Common mistake: Taking huge steps to get the band tighter and using the lower back to power the movement. Keep your steps at shoulder width, your upper body steady, and your knees tracking in line with your toes throughout. If your torso is rocking side to side, the steps are too wide.
3. Single-Leg Deadlift

How to do it
- Stand on one leg. Hinge forward at the hips while extending the opposite leg back behind you.
- Lower until your torso and back leg are roughly parallel to the floor.
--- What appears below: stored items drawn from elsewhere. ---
fn fold(op: BinOp, l: Literal, r: Literal) -> Literal {
    match (op, l, r) {
        (BinOp::Add, Literal::Num(a), Literal::Num(b)) => Literal::Num(a + b),
        (BinOp::Sub, Literal::Num(a), Literal::Num(b)) => Literal::Num(a - b),
        (BinOp::Mul, Literal::Num(a), Literal::Num(b)) => Literal::Num(a * b),
        (BinOp::Div, Literal::Num(a), Literal::Num(b)) => Literal::Num(floor_div(a, b)),
        (BinOp::Or, Literal::Bool(a), Literal::Bool(b)) => Literal::Bool(a || b),
        (BinOp::And, Literal::Bool(a), Literal::Bool(b)) => Literal::Bool(a && b),
        (BinOp::Eq, a, b) => Literal::Bool(a == b),
        (BinOp::Neq, a, b) => Literal::Bool(a != b),
        (BinOp::Lt, Literal::Num(a), Literal::Num(b)) => Literal::Bool(a < b),
        (BinOp::Gt, Literal::Num(a), Literal::Num(b)) => Literal::Bool(a > b),
        (BinOp::Le, Literal::Num(a), Literal::Num(b)) => Literal::Bool(a <= b),
        (BinOp::Ge, Literal::Num(a), Literal::Num(b)) => Literal::Bool(a >= b),
        (op, l, r) => unreachable!("ill-typed constant fold: {op:?} on {l:?}/{r:?}"),
    }
}

/// True floor division, matching Python's `//` (the reference IR's division
/// semantics): unlike `i64::div_euclid`, which rounds toward negative
/// infinity only when the *remainder* would be negative, this rounds toward
/// negative infinity whenever the quotient itself is negative.
fn floor_div(a: i64, b: i64) -> i64 {
    let q = a / b;
    let r = a % b;
    if r != 0 && (r < 0) != (b < 0) {
        q - 1
    } else {
        q
    }
}

fn rename_occurrences(stmts: &mut [Stmt], old: &str, new: &str) {
    for stmt in stmts {
        match &mut stmt.kind {
            StmtKind::Output { value, .. } => rename_in_expr(value, old, new),
            StmtKind::JumpIfFalse { var, .. } => rename_in_expr(var, old, new),
            StmtKind::Assign { expr, .. } => rename_in_expr(expr, old, new),
            StmtKind::Input { .. } | StmtKind::Jump { .. } | StmtKind::ProgramPoint(_) => {}
        }
    }
}

fn rename_in_expr(expr: &mut Expr, old: &str, new: &str) {
    match &mut expr.kind {
        ExprKind::Identifier(name) | ExprKind::IfResultId(name) => {
            if name == old {
                *name = new.to_string();
            }
        }
        ExprKind::Not(sub) | ExprKind::Leak(sub) => rename_in_expr(sub, old, new),
        ExprKind::Binop(_, l, r) => {
            rename_in_expr(l, old, new);
            rename_in_expr(r, old, new);
        }
        ExprKind::Number(_) | ExprKind::Boolean(_) => {}
        other => unreachable!("unexpected shape during rename: {other:?}"),
    }
}

#[cfg(test)]
mod tests {
    use super::*;
    use mpcc_ast::{Function, FunctionBody, Type};

    fn run(prog: &mut Program) -> Vec<Warning> {
        ConstProp::new().run(prog)
    }

    #[test]
    fn constant_binop_folds_away_the_assignment() {
        let mut prog = Program::new(vec![Function::new(
            "main",
            vec![],
            FunctionBody::new(
                vec![
                    Stmt::assign("x", Expr::number(3), None),
                    Stmt::assign("y", Expr::number(4), None),
                    Stmt::assign(
                        "z",
                        ExprKind::Binop(BinOp::Add, Box::new(Expr::ident("x", None)), Box::new(Expr::ident("y", None)))
                            .synthetic(),
                        None,
                    ),
                    Stmt::new(StmtKind::Output { value: Expr::ident("z", None), label: "r".into() }, None),
                ],
                None,
            ),
            None,
        )]);
        run(&mut prog);
        let stmts = &prog.main().body.stmts;
        assert_eq!(stmts.len(), 1);
        let StmtKind::Output { value, .. } = &stmts[0].kind else { panic!() };
        assert!(matches!(value.kind, ExprKind::Number(7)));
    }

    #[test]
    fn identifier_assignment_is_eliminated_by_substitution() {
        let mut prog = Program::new(vec![Function::new(
            "main",
            vec![],
            FunctionBody::new(
                vec![
                    Stmt::new(StmtKind::Input { var: "x".into(), provider: 1, ty: Type::Num }, None),
                    Stmt::assign("y", Expr::ident("x", None), None),
                    Stmt::new(StmtKind::Output { value: Expr::ident("y", None), label: "r".into() }, None),
                ],
                None,
            ),
            None,
        )]);
        run(&mut prog);
        let stmts = &prog.main().body.stmts;
        assert_eq!(stmts.len(), 2);
        let StmtKind::Output { value, .. } = &stmts[1].kind else { panic!() };
        assert!(matches!(&value.kind, ExprKind::Identifier(n) if n == "x"));
    }

    #[test]
    fn constant_output_is_warned_about() {
        let mut prog = Program::new(vec![Function::new(
            "main",
            vec![],
            FunctionBody::new(
                vec![
                    Stmt::assign("x", Expr::number(5), None),
                    Stmt::new(StmtKind::Output { value: Expr::ident("x", None), label: "r".into() }, None),
                ],
                None,
            ),
            None,
        )]);
        run(&mut prog);
        let StmtKind::Output { value, .. } = &prog.main().body.stmts[0].kind else { panic!() };
        assert!(matches!(value.kind, ExprKind::Number(5)));
    }

    #[test]
    fn false_or_x_propagates_to_just_x() {
        let mut prog = Program::new(vec![Function::new(
            "main",
            vec![],
            FunctionBody::new(
                vec![
                    Stmt::new(StmtKind::Input { var: "x".into(), provider: 1, ty: Type::Bool }, None),
                    Stmt::assign(
                        "z",
                        ExprKind::Binop(BinOp::Or, Box::new(Expr::boolean(false)), Box::new(Expr::ident("x", None)))
                            .synthetic(),
                        None,
                    ),
                ],
                None,
            ),
            None,
        )]);
        run(&mut prog);
        let StmtKind::Assign { expr, .. } = &prog.main().body.stmts[1].kind else { panic!() };
        assert!(matches!(&expr.kind, ExprKind::Identifier(n) if n == "x"));
    }

    #[test]
    fn division_with_negative_divisor_floors_toward_negative_infinity() {
        // Python's `7 // -2` is `-4`, not `-3`. `i64::div_euclid` gives `-3`
        // here since it rounds based on the remainder's sign, not the
        // quotient's; true floor division must give `-4`.
        assert_eq!(floor_div(7, -2), -4);
        assert_eq!(fold(BinOp::Div, Literal::Num(7), Literal::Num(-2)), Literal::Num(-4));
    }

    #[test]
    fn division_matches_plain_division_when_signs_agree() {
        assert_eq!(floor_div(7, 2), 3);
        assert_eq!(floor_div(-7, -2), 3);
    }
}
- Drive through the standing hip to return upright. Don't let the standing knee cave inward.
- Do 10 reps × 3 sets on each side.
Common mistake: The standing knee collapsing inward as you fight for balance. Focus on keeping your knee stacked over your second toe throughout the movement. If your balance is too shaky to maintain form, lightly touch a wall or chair with one finger until your stability improves, then wean off the support.
When Can You Start Running Again?
If pain is significant, pause running and do the strengthening exercises consistently for two weeks. When the single-leg stand and step-down tests feel more stable and your knee tracks better, try a short, easy run.
Start short and slow. Pay attention to whether your knee stays aligned on landing. If pain returns, stop and consult a physiotherapist or sports medicine doctor.
Pairing glute work with fixing your landing position gives you even better results. Read our guide on foot strike and center of mass for how your landing position affects knee load on every step.
Key Takeaways
- Runner's knee is caused by the kneecap tracking out of alignment, not by the knee itself being damaged.
- Weak glutes let the pelvis drop on landing, which collapses the knee inward and grinds the kneecap.
- Check yourself with the single-leg stand, step-down, and running video tests.
- Fix it with clamshells, side band walks, and single-leg deadlifts.
- If your knee hurts when you run, strengthen your hips before you treat your knees.